> TASK STATEMENT: Go through the following data and transcribe exactly the stretch of lines from the one holding "both ends included." to the one holding "usize, count: usize)", both included.

── DATASET EXTRACT

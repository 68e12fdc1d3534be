use std::sync::Arc;

use anyhow::Context;

use crate::foundation::error::{OculaError, OculaResult};

/// Largest raster edge produced from an SVG.
const MAX_SVG_DIM: u32 = 8_192;

#[derive(Clone, Debug)]
/// Raster image in premultiplied RGBA8 form.
pub struct PreparedImage {
    /// Width in pixels.
    pub width: u32,
    /// Height in pixels.
    pub height: u32,
    /// Pixel bytes in row-major premultiplied RGBA8.
    pub rgba8_premul: Arc<Vec<u8>>,
}

/// Decode encoded image bytes and convert to premultiplied RGBA8.
pub fn decode_image(bytes: &[u8]) -> OculaResult<PreparedImage> {
    let dyn_img = image::load_from_memory(bytes).context("decode image from memory")?;
    let rgba = dyn_img.to_rgba8();
    let (width, height) = rgba.dimensions();

    let mut rgba8_premul = rgba.into_raw();
    premultiply_rgba8_in_place(&mut rgba8_premul);

    Ok(PreparedImage {
        width,
        height,
        rgba8_premul: Arc::new(rgba8_premul),
    })
}

/// Parse SVG bytes into a `usvg` tree.
pub fn parse_svg(bytes: &[u8]) -> OculaResult<usvg::Tree> {
    let opts = usvg::Options::default();
    let tree = usvg::Tree::from_data(bytes, &opts).context("parse svg tree")?;
    Ok(tree)
}

/// Rasterize an SVG tree stretched to `width` x `height`.
pub fn rasterize_svg(tree: &usvg::Tree, width: u32, height: u32) -> OculaResult<PreparedImage> {
    if width == 0 || height == 0 || width > MAX_SVG_DIM || height > MAX_SVG_DIM {
        return Err(OculaError::asset(format!(
            "svg raster size {width}x{height} outside 1..={MAX_SVG_DIM}"
        )));
    }
    let size = tree.size();
    if !(size.width() > 0.0 && size.height() > 0.0) {
        return Err(OculaError::asset("svg has invalid width/height"));
    }

    let mut pixmap = resvg::tiny_skia::Pixmap::new(width, height)
        .ok_or_else(|| OculaError::asset("failed to allocate svg pixmap"))?;
    let sx = (width as f32) / size.width();
    let sy = (height as f32) / size.height();
    let xform = resvg::tiny_skia::Transform::from_scale(sx, sy);
    resvg::render(tree, xform, &mut pixmap.as_mut());

    // tiny-skia pixmaps are already premultiplied.
    Ok(PreparedImage {
        width,
        height,
        rgba8_premul: Arc::new(pixmap.take()),
    })
}

/// Decode SVG bytes straight to a raster of the given size.
pub fn decode_svg(bytes: &[u8], width: u32, height: u32) -> OculaResult<PreparedImage> {
    let tree = parse_svg(bytes)?;
    rasterize_svg(&tree, width, height)
}

fn premultiply_rgba8_in_place(rgba: &mut [u8]) {
    for px in rgba.chunks_exact_mut(4) {
        let a = px[3] as u16;
        if a == 0 {
            px[0] = 0;
            px[1] = 0;
            px[2] = 0;
            continue;
        }
        px[0] = ((px[0] as u16 * a + 127) / 255) as u8;
        px[1] = ((px[1] as u16 * a + 127) / 255) as u8;
        px[2] = ((px[2] as u16 * a + 127) / 255) as u8;
    }
}

#[cfg(test)]
#[path = "../../tests/unit/assets/decode.rs"]
mod tests;
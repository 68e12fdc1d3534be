use super::*;
use crate::foundation::core::Viewport;
use crate::session::settings::StageTheme;

fn close_px(a: [u8; 4], b: [u8; 4]) -> bool {
    a.iter().zip(b.iter()).all(|(x, y)| x.abs_diff(*y) <= 2)
}

fn background_list(w: u32, h: u32, mode: ThemeMode) -> DisplayList {
    let mut dl = DisplayList::new(Viewport::new(w, h));
    dl.push(DrawOp::Background {
        mode,
        color: StageTheme::for_mode(mode).base,
    });
    dl
}

#[test]
fn background_fills_with_theme_base() {
    let mut be = CpuBackend::new();
    let frame = be
        .render(&background_list(32, 16, ThemeMode::Dark), &ImageStore::new())
        .unwrap();
    assert_eq!(frame.width, 32);
    assert_eq!(frame.height, 16);
    assert_eq!(frame.data.len(), 32 * 16 * 4);
    let base = StageTheme::for_mode(ThemeMode::Dark).base.to_premul();
    assert!(close_px(frame.pixel(0, 0).unwrap(), base));
    assert!(close_px(frame.pixel(31, 15).unwrap(), base));
}

#[test]
fn background_is_rebuilt_only_on_size_or_theme_change() {
    let mut be = CpuBackend::new();
    let store = ImageStore::new();
    be.render(&background_list(20, 20, ThemeMode::Light), &store).unwrap();
    be.render(&background_list(20, 20, ThemeMode::Light), &store).unwrap();
    assert_eq!(be.background_builds(), 1);

    be.render(&background_list(24, 20, ThemeMode::Light), &store).unwrap();
    assert_eq!(be.background_builds(), 2);

    be.render(&background_list(24, 20, ThemeMode::Dark), &store).unwrap();
    assert_eq!(be.background_builds(), 3);
}

#[test]
fn disc_covers_its_center_only() {
    let mut dl = background_list(40, 40, ThemeMode::Light);
    let fill = Rgba8::rgb(200, 10, 10);
    dl.push(DrawOp::Disc {
        center: Point::new(20.0, 20.0),
        radius: 6.0,
        fill,
        outline: None,
    });
    let frame = CpuBackend::new().render(&dl, &ImageStore::new()).unwrap();
    assert!(close_px(frame.pixel(20, 20).unwrap(), fill.to_premul()));
    let base = StageTheme::for_mode(ThemeMode::Light).base.to_premul();
    assert!(close_px(frame.pixel(2, 2).unwrap(), base));
}

#[test]
fn outline_ring_leaves_transparent_fill_untouched() {
    let mut dl = background_list(40, 40, ThemeMode::Light);
    dl.push(DrawOp::Disc {
        center: Point::new(20.0, 20.0),
        radius: 10.0,
        fill: Rgba8::TRANSPARENT,
        outline: Some(Outline {
            color: Rgba8::BLACK,
            width: 2.0,
        }),
    });
    let frame = CpuBackend::new().render(&dl, &ImageStore::new()).unwrap();
    let base = StageTheme::for_mode(ThemeMode::Light).base.to_premul();
    assert!(close_px(frame.pixel(20, 20).unwrap(), base));
    // Pixel (29, 20) straddles x in [29, 30], fully inside the stroke.
    assert!(close_px(frame.pixel(29, 20).unwrap(), Rgba8::BLACK.to_premul()));
}

#[test]
fn shaded_disc_runs_top_to_bottom() {
    let mut dl = background_list(64, 64, ThemeMode::Dark);
    let top = Rgba8::rgb(250, 250, 250);
    let bottom = Rgba8::rgb(0, 0, 120);
    dl.push(DrawOp::ShadedDisc {
        center: Point::new(32.0, 32.0),
        radius: 24.0,
        stops: vec![GradientStop::new(0.0, top), GradientStop::new(1.0, bottom)],
        outline: None,
    });
    let frame = CpuBackend::new().render(&dl, &ImageStore::new()).unwrap();
    let upper = frame.pixel(32, 12).unwrap();
    let lower = frame.pixel(32, 52).unwrap();
    assert!(upper[0] > lower[0]);
    assert!(lower[2] > 0);
}

#[test]
fn segment_draws_a_band() {
    let mut dl = background_list(20, 20, ThemeMode::Light);
    dl.push(DrawOp::Segment {
        from: Point::new(0.0, 10.0),
        to: Point::new(20.0, 10.0),
        width: 4.0,
        color: Rgba8::BLACK,
    });
    let frame = CpuBackend::new().render(&dl, &ImageStore::new()).unwrap();
    assert!(close_px(frame.pixel(10, 9).unwrap(), Rgba8::BLACK.to_premul()));
    assert_ne!(frame.pixel(10, 2).unwrap(), Rgba8::BLACK.to_premul());
}

#[test]
fn missing_image_is_skipped_and_present_image_is_drawn() {
    let mut dl = background_list(16, 16, ThemeMode::Light);
    dl.push(DrawOp::Image {
        key: "absent.png".to_owned(),
        rect: Rect::new(0.0, 0.0, 16.0, 16.0),
    });
    let mut be = CpuBackend::new();
    let mut store = ImageStore::new();
    let frame = be.render(&dl, &store).unwrap();
    let base = StageTheme::for_mode(ThemeMode::Light).base.to_premul();
    assert!(close_px(frame.pixel(8, 8).unwrap(), base));

    store.insert(
        "absent.png",
        PreparedImage {
            width: 2,
            height: 2,
            rgba8_premul: Arc::new([0u8, 200, 0, 255].repeat(4)),
        },
    );
    let frame = be.render(&dl, &store).unwrap();
    assert!(close_px(frame.pixel(8, 8).unwrap(), [0, 200, 0, 255]));
}

#[test]
fn empty_viewport_is_an_error() {
    let dl = DisplayList::new(Viewport::new(0, 10));
    assert!(CpuBackend::new().render(&dl, &ImageStore::new()).is_err());
}

#[test]
fn sampled_stops_interpolate() {
    let stops = [
        GradientStop::new(0.0, Rgba8::rgb(0, 0, 0)),
        GradientStop::new(1.0, Rgba8::rgb(200, 100, 0)),
    ];
    assert_eq!(sample_stops(&stops, 0.5), Rgba8::rgb(100, 50, 0));
    assert_eq!(sample_stops(&stops, 2.0), Rgba8::rgb(200, 100, 0));
    assert_eq!(sample_stops(&[], 0.5), Rgba8::TRANSPARENT);
}
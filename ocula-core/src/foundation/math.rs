/// Source of uniform draws in `[0, 1)` for the random-walk and random-flick
/// motion laws. Injected so trajectories can be replayed exactly.
pub trait RandomSource {
    /// Next uniform value in `[0, 1)`.
    fn next_f64(&mut self) -> f64;

    /// Uniform value in `[lo, lo + span)`.
    fn next_in(&mut self, lo: f64, span: f64) -> f64 {
        self.next_f64() * span + lo
    }
}

/// Seeded SplitMix64 generator.
#[derive(Clone, Copy, Debug)]
pub struct Rng64 {
    state: u64,
}

impl Rng64 {
    /// Generator starting from `seed`.
    pub fn new(seed: u64) -> Self {
        Self { state: seed }
    }

    /// Next raw 64-bit draw.
    pub fn next_u64(&mut self) -> u64 {
        // SplitMix64
        self.state = self.state.wrapping_add(0x9E37_79B9_7F4A_7C15);
        let mut z = self.state;
        z = (z ^ (z >> 30)).wrapping_mul(0xBF58_476D_1CE4_E5B9);
        z = (z ^ (z >> 27)).wrapping_mul(0x94D0_49BB_1331_11EB);
        z ^ (z >> 31)
    }

    /// Next draw in `[0, 1)`.
    pub fn next_f64_01(&mut self) -> f64 {
        // 53 bits of precision.
        let v = self.next_u64() >> 11;
        (v as f64) * (1.0 / ((1u64 << 53) as f64))
    }

    /// Seed from the wall clock; used when no explicit seed is configured.
    pub fn from_clock() -> Self {
        let nanos = std::time::SystemTime::now()
            .duration_since(std::time::UNIX_EPOCH)
            .map(|d| d.as_nanos() as u64)
            .unwrap_or(0x0C0F_FEE0);
        Self::new(nanos)
    }
}

impl RandomSource for Rng64 {
    fn next_f64(&mut self) -> f64 {
        self.next_f64_01()
    }
}

/// Replays a fixed list of draws, cycling when exhausted. Test and replay
/// helper for exact trajectories.
#[derive(Clone, Debug)]
pub struct ScriptedRandom {
    values: Vec<f64>,
    cursor: usize,
}

impl ScriptedRandom {
    /// Replay `values` in order.
    pub fn new(values: impl Into<Vec<f64>>) -> Self {
        Self {
            values: values.into(),
            cursor: 0,
        }
    }
}

impl RandomSource for ScriptedRandom {
    fn next_f64(&mut self) -> f64 {
        if self.values.is_empty() {
            return 0.0;
        }
        let v = self.values[self.cursor % self.values.len()];
        self.cursor = self.cursor.wrapping_add(1);
        v.clamp(0.0, 1.0 - f64::EPSILON)
    }
}

/// Points on `[lo, hi]` with `n` intervals, both ends included.
pub(crate) fn linspace(lo: f64, hi: f64, n: usize) -> impl Iterator<Item = f64> {
    let step = if n == 0 { 0.0 } else { (hi - lo) / n as f64 };
    (0..=n).map(move |i| lo + step * i as f64)
}

/// Evenly spaced value `i` of `count` between `start` and `end`.
pub(crate) fn spread(start: f64, end: f64, i: usize, count: usize) -> f64 {
    let ratio = if count <= 1 {
        0.0
    } else {
        i as f64 / (count - 1) as f64
    };
    start + (end - start) * ratio
}

#[cfg(test)]
#[path = "../../tests/unit/foundation/math.rs"]
mod tests;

────

> EXERCISE RESULT:
/// Points on `[lo, hi]` with `n` intervals, both ends included.
pub(crate) fn linspace(lo: f64, hi: f64, n: usize) -> impl Iterator<Item = f64> {
    let step = if n == 0 { 0.0 } else { (hi - lo) / n as f64 };
    (0..=n).map(move |i| lo + step * i as f64)
}

/// Evenly spaced value `i` of `count` between `start` and `end`.
pub(crate) fn spread(start: f64, end: f64, i: usize, count: usize) -> f64 {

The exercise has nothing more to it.